FHA clarifies rules around dual roles and compensation
The Federal Housing Administration has clarified restrictions it puts on the extent to which employees in single-family mortgage transactions can play dual roles and how they are compensated.
Applying to four specific types of professionals, the clarification is effective immediately but the administration will also be accepting industry feedback on it for 30 days.
Prohibitions on dual roles can complicate lenders’ ongoing downsizing of personnel as originations and profitability wane, but they also help head off conflicts of interest for people with a role in loan approval, and potentially prevent collusion that can lead to costly fraud incidents.
The clarification issued by FHA Commissioner Julia Gordon specifically restricts underwriters, appraisers, inspectors and engineers from “having multiple roles or sources of compensation, either directly or indirectly, from a single FHA-insured transaction.”
Sources of indirect compensation could include an ownership interest in any business that might be involved in a FHA mortgage transaction. A domestic partner or family member’s involvement could also fall into this category.
Conflicts of interest in loan approvals could compromise the FHA’s ability to manage the risk that industry professionals charged with sizing up the borrower’s ability to repay will approve loans they shouldn’t, something that hurt mortgage performance badly in the Great Recession.
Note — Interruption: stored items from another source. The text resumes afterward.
//! Peer-connection controller
//!
//! Wraps one `RTCPeerConnection` with exactly one outbound video track and
//! the inbound `hid` data channel. The controller reaches back into its
//! owner only through the [`PeerHooks`] trait; the hook slot is cleared at
//! the start of close so no library callback can fire into torn-down state.

use std::sync::atomic::{AtomicBool, Ordering};
use std::sync::{Arc, Mutex, Weak};
use std::time::Duration;

use bytes::Bytes;
use tokio::sync::RwLock;
use tracing::{debug, info, warn};
use webrtc::api::interceptor_registry::register_default_interceptors;
use webrtc::api::media_engine::{MediaEngine, MIME_TYPE_H264};
use webrtc::api::APIBuilder;
use webrtc::data_channel::RTCDataChannel;
use webrtc::ice_transport::ice_candidate::{RTCIceCandidate, RTCIceCandidateInit};
use webrtc::ice_transport::ice_server::RTCIceServer;
use webrtc::interceptor::registry::Registry;
use webrtc::media::Sample;
use webrtc::peer_connection::configuration::RTCConfiguration;
use webrtc::peer_connection::peer_connection_state::RTCPeerConnectionState;
use webrtc::peer_connection::sdp::session_description::RTCSessionDescription;
use webrtc::peer_connection::RTCPeerConnection;
use webrtc::rtp_transceiver::rtp_codec::RTCRtpCodecCapability;
use webrtc::track::track_local::track_local_static_rtp::TrackLocalStaticRTP;
use webrtc::track::track_local::track_local_static_sample::TrackLocalStaticSample;
use webrtc::track::track_local::TrackLocalWriter;

use crate::error::{AppError, Result};

/// The owner-facing side of a peer connection.
///
/// Implementations hold only a weak back-reference to the session so a live
/// peer never extends its owner's lifetime.
pub trait PeerHooks: Send + Sync {
    /// A local ICE candidate is ready for the signaling channel.
    fn emit_ice(&self, candidate: RTCIceCandidateInit);

    /// An inbound data channel opened. Return `true` to adopt it; a
    /// rejected channel is closed by the controller.
    fn adopt_channel(&self, channel: Arc<RTCDataChannel>) -> bool;

    /// The peer transport reached Connected.
    fn on_connected(&self);

    /// The controller finished closing; shared resources can be released.
    fn on_close(&self);
}

/// Duration of a media sample: the capture-clock delta to the previous
/// sample, so playback speed follows the capture clock rather than packet
/// arrival. The first sample has no predecessor and gets zero.
fn sample_duration(previous_us: Option<u64>, timestamp_us: u64) -> Duration {
    match previous_us {
        Some(previous) => Duration::from_micros(timestamp_us.saturating_sub(previous)),
        None => Duration::ZERO,
    }
}

/// One WebRTC peer connection and its media plumbing.
pub struct PeerSession {
    pc: Arc<RTCPeerConnection>,
    hooks: Arc<std::sync::RwLock<Option<Arc<dyn PeerHooks>>>>,
    sample_track: RwLock<Option<Arc<TrackLocalStaticSample>>>,
    rtp_track: RwLock<Option<Arc<TrackLocalStaticRTP>>>,
    last_sample_us: Mutex<Option<u64>>,
    closed: AtomicBool,
}

impl PeerSession {
    /// Create the peer connection and wire its event handlers.
    pub async fn open(
        ice_servers: Vec<RTCIceServer>,
        hooks: Arc<dyn PeerHooks>,
    ) -> Result<Arc<Self>> {
        let mut media_engine = MediaEngine::default();
        media_engine
            .register_default_codecs()
            .map_err(|e| AppError::WebRtc(format!("register codecs: {e}")))?;

        let mut registry = Registry::new();
        registry = register_default_interceptors(registry, &mut media_engine)
            .map_err(|e| AppError::WebRtc(format!("register interceptors: {e}")))?;

        let api = APIBuilder::new()
            .with_media_engine(media_engine)
            .with_interceptor_registry(registry)
            .build();

        let config = RTCConfiguration {
            ice_servers,
            ..Default::default()
        };

        let pc = api
            .new_peer_connection(config)
            .await
            .map_err(|e| AppError::WebRtc(format!("create peer connection: {e}")))?;

        let session = Arc::new(Self {
            pc: Arc::new(pc),
            hooks: Arc::new(std::sync::RwLock::new(Some(hooks))),
            sample_track: RwLock::new(None),
            rtp_track: RwLock::new(None),
            last_sample_us: Mutex::new(None),
            closed: AtomicBool::new(false),
        });

        session.setup_handlers();

        Ok(session)
    }

    fn setup_handlers(self: &Arc<Self>) {
        // Handlers hold a weak reference; the peer connection must not keep
        // its own session alive through the callback chain.
        let weak: Weak<Self> = Arc::downgrade(self);
        self.pc
            .on_peer_connection_state_change(Box::new(move |state: RTCPeerConnectionState| {
                let weak = weak.clone();
                Box::pin(async move {
                    let Some(session) = weak.upgrade() else { return };
                    info!("peer connection state: {}", state);

                    match state {
                        RTCPeerConnectionState::Connected => {
                            if let Some(hooks) = session.hooks() {
                                hooks.on_connected();
                            }
                        }
                        RTCPeerConnectionState::Failed | RTCPeerConnectionState::Closed => {
                            // Close on a separate task; tearing the peer
                            // down from inside its own event callback would
                            // stall the library's ops loop.
                            tokio::spawn(async move {
                                if let Err(e) = session.close().await {
                                    warn!("peer close after {} failed: {}", state, e);
                                }
                            });
                        }
                        _ => {}
                    }
                })
            }));

        let hooks = self.hooks.clone();
        self.pc
            .on_ice_candidate(Box::new(move |candidate: Option<RTCIceCandidate>| {
                let hooks = hooks.clone();
                Box::pin(async move {
                    // A null candidate marks the end of gathering; legal,
                    // silently dropped.
                    let Some(candidate) = candidate else { return };

                    let init = match candidate.to_json() {
                        Ok(init) => init,
                        Err(e) => {
                            warn!("ice candidate serialization failed: {}", e);
                            return;
                        }
                    };

                    let hooks = hooks.read().unwrap().clone();
                    if let Some(hooks) = hooks {
                        hooks.emit_ice(init);
                    }
                })
            }));

        let hooks = self.hooks.clone();
        self.pc
            .on_data_channel(Box::new(move |channel: Arc<RTCDataChannel>| {
                let hooks = hooks.clone();
                Box::pin(async move {
                    let adopted = hooks
                        .read()
                        .unwrap()
                        .clone()
                        .map(|hooks| hooks.adopt_channel(channel.clone()))
                        .unwrap_or(false);

                    if !adopted {
                        debug!("closing unadopted data channel {:?}", channel.label());
                        if let Err(e) = channel.close().await {
                            warn!("data channel close failed: {}", e);
                        }
                    }
                })
            }));
    }

    fn hooks(&self) -> Option<Arc<dyn PeerHooks>> {
        self.hooks.read().unwrap().clone()
    }

    /// Add the sample-flavored H.264 track fed by the encoder adapter.
    pub async fn add_video_track_sample(&self) -> Result<()> {
        let mut slot = self.sample_track.write().await;
        if slot.is_some() || self.rtp_track.read().await.is_some() {
            return Err(AppError::AlreadyOpen("video track"));
        }

        let track = Arc::new(TrackLocalStaticSample::new(
            h264_capability(),
            "video".to_string(),
            "kvm-agent".to_string(),
        ));
        self.pc
            .add_track(track.clone())
            .await
            .map_err(|e| AppError::WebRtc(format!("add video track: {e}")))?;

        *slot = Some(track);
        Ok(())
    }

    /// Add the raw-RTP track fed by the gstreamer adapter.
    pub async fn add_video_track_rtp(&self) -> Result<()> {
        // Lock order matches add_video_track_sample: sample before rtp.
        let sample = self.sample_track.read().await;
        let mut slot = self.rtp_track.write().await;
        if slot.is_some() || sample.is_some() {
            return Err(AppError::AlreadyOpen("video track"));
        }
        drop(sample);

        let track = Arc::new(TrackLocalStaticRTP::new(
            h264_capability(),
            "video".to_string(),
            "kvm-agent".to_string(),
        ));
        self.pc
            .add_track(track.clone())
            .await
            .map_err(|e| AppError::WebRtc(format!("add rtp track: {e}")))?;

        *slot = Some(track);
        Ok(())
    }

    /// Write one access unit with its capture timestamp in microseconds.
    /// Writes on a closed or trackless session are dropped silently.
    pub async fn write_video_sample(&self, frame: Bytes, timestamp_us: u64) -> Result<()> {
        let track = self.sample_track.read().await;
        let Some(track) = track.as_ref() else {
            return Ok(());
        };

        let duration = {
            let mut last = self.last_sample_us.lock().unwrap();
            let duration = sample_duration(*last, timestamp_us);
            *last = Some(timestamp_us);
            duration
        };

        track
            .write_sample(&Sample {
                data: frame,
                duration,
                ..Default::default()
            })
            .await
            .map_err(|e| AppError::WebRtc(format!("write sample: {e}")))
    }

    /// Forward an opaque RTP packet unchanged.
    pub async fn write_video_rtp(&self, packet: &[u8]) -> Result<()> {
        let track = self.rtp_track.read().await;
        let Some(track) = track.as_ref() else {
            return Ok(());
        };

        track
            .write(packet)
            .await
            .map_err(|e| AppError::WebRtc(format!("write rtp: {e}")))?;
        Ok(())
    }

    /// Apply the remote offer and return the local answer.
    pub async fn use_offer(&self, offer: RTCSessionDescription) -> Result<RTCSessionDescription> {
        self.pc
            .set_remote_description(offer)
            .await
            .map_err(|e| AppError::WebRtc(format!("set remote description: {e}")))?;

        let answer = self
            .pc
            .create_answer(None)
            .await
            .map_err(|e| AppError::WebRtc(format!("create answer: {e}")))?;

        self.pc
            .set_local_description(answer.clone())
            .await
            .map_err(|e| AppError::WebRtc(format!("set local description: {e}")))?;

        Ok(answer)
    }

    pub async fn add_ice_candidate(&self, candidate: RTCIceCandidateInit) -> Result<()> {
        self.pc
            .add_ice_candidate(candidate)
            .await
            .map_err(|e| AppError::WebRtc(format!("add ice candidate: {e}")))
    }

    /// Drop the tracks, close the peer connection, then notify the owner.
    /// Idempotent; the hook slot is emptied first so no further callback
    /// reaches the owner.
    pub async fn close(&self) -> Result<()> {
        if self.closed.swap(true, Ordering::SeqCst) {
            return Ok(());
        }

        let hooks = self.hooks.write().unwrap().take();

        *self.sample_track.write().await = None;
        *self.rtp_track.write().await = None;

        let close_result = self
            .pc
            .close()
            .await
            .map_err(|e| AppError::WebRtc(format!("close peer connection: {e}")));

        if let Some(hooks) = hooks {
            hooks.on_close();
        }

        close_result
    }
}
This type of risk tends to be higher under market conditions like those present today, when high interest rates strain affordability and curtail originations. While credit availability indices indicate the industry’s been cautious to date, one did recently loosen for the first time in nine months.
The FHA, an arm of the Department of Housing and Urban Development, is particularly concerned about credit risk because its loan program tends to be the go-to for consumers with limited financial resources. As such, the FHA insures loans with higher delinquencies.
Currently, delinquencies are low across the board, and the FHA’s insurance fund is in good shape, but with forecasts predicting a recession, which could increase arrears in the coming year, the administration may be becoming more cautious.
While the FHA clearly wants to prevent anyone directly involved in deciding whether a loan should get funded or not from having multiple roles or sources of compensation from single transactions, other participants don’t have the same restrictions.
People who “do not have a direct impact on the mortgage approval decision may have multiple roles and/or sources of compensation for services actually performed and permitted by HUD” so long as the transaction is in compliance with any other applicable rules, the administration said.